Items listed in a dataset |
*** Block opens ***

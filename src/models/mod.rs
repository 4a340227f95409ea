// SPDX-License-Identifier: MIT
// Copyright 2026 Roland Dreier <roland@kernel.org>

//! Data models for the application.

pub mod activity;
pub mod photo;
pub mod segment;
pub mod stats;

pub use activity::{Activity, ActivityDetail};
pub use photo::PhotoEntry;
pub use segment::{BoundingBox, Segment, SegmentDetail};
pub use stats::{CategoryStats, DateRange, LifetimeStats};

*** Block closes ***

Exercise aim | Repeat every record, keeping each word and mark exactly as it is.

Result |
filename src/models/mod.rs
repository 4a340227f95409ea
// SPDX-License-Identifier: MIT
// Copyright 2026 Roland Dreier <roland@kernel.org>

//! Data models for the application.

pub mod activity;
pub mod photo;
pub mod segment;
pub mod stats;

pub use activity::{Activity, ActivityDetail};
pub use photo::PhotoEntry;
pub use segment::{BoundingBox, Segment, SegmentDetail};
pub use stats::{CategoryStats, DateRange, LifetimeStats};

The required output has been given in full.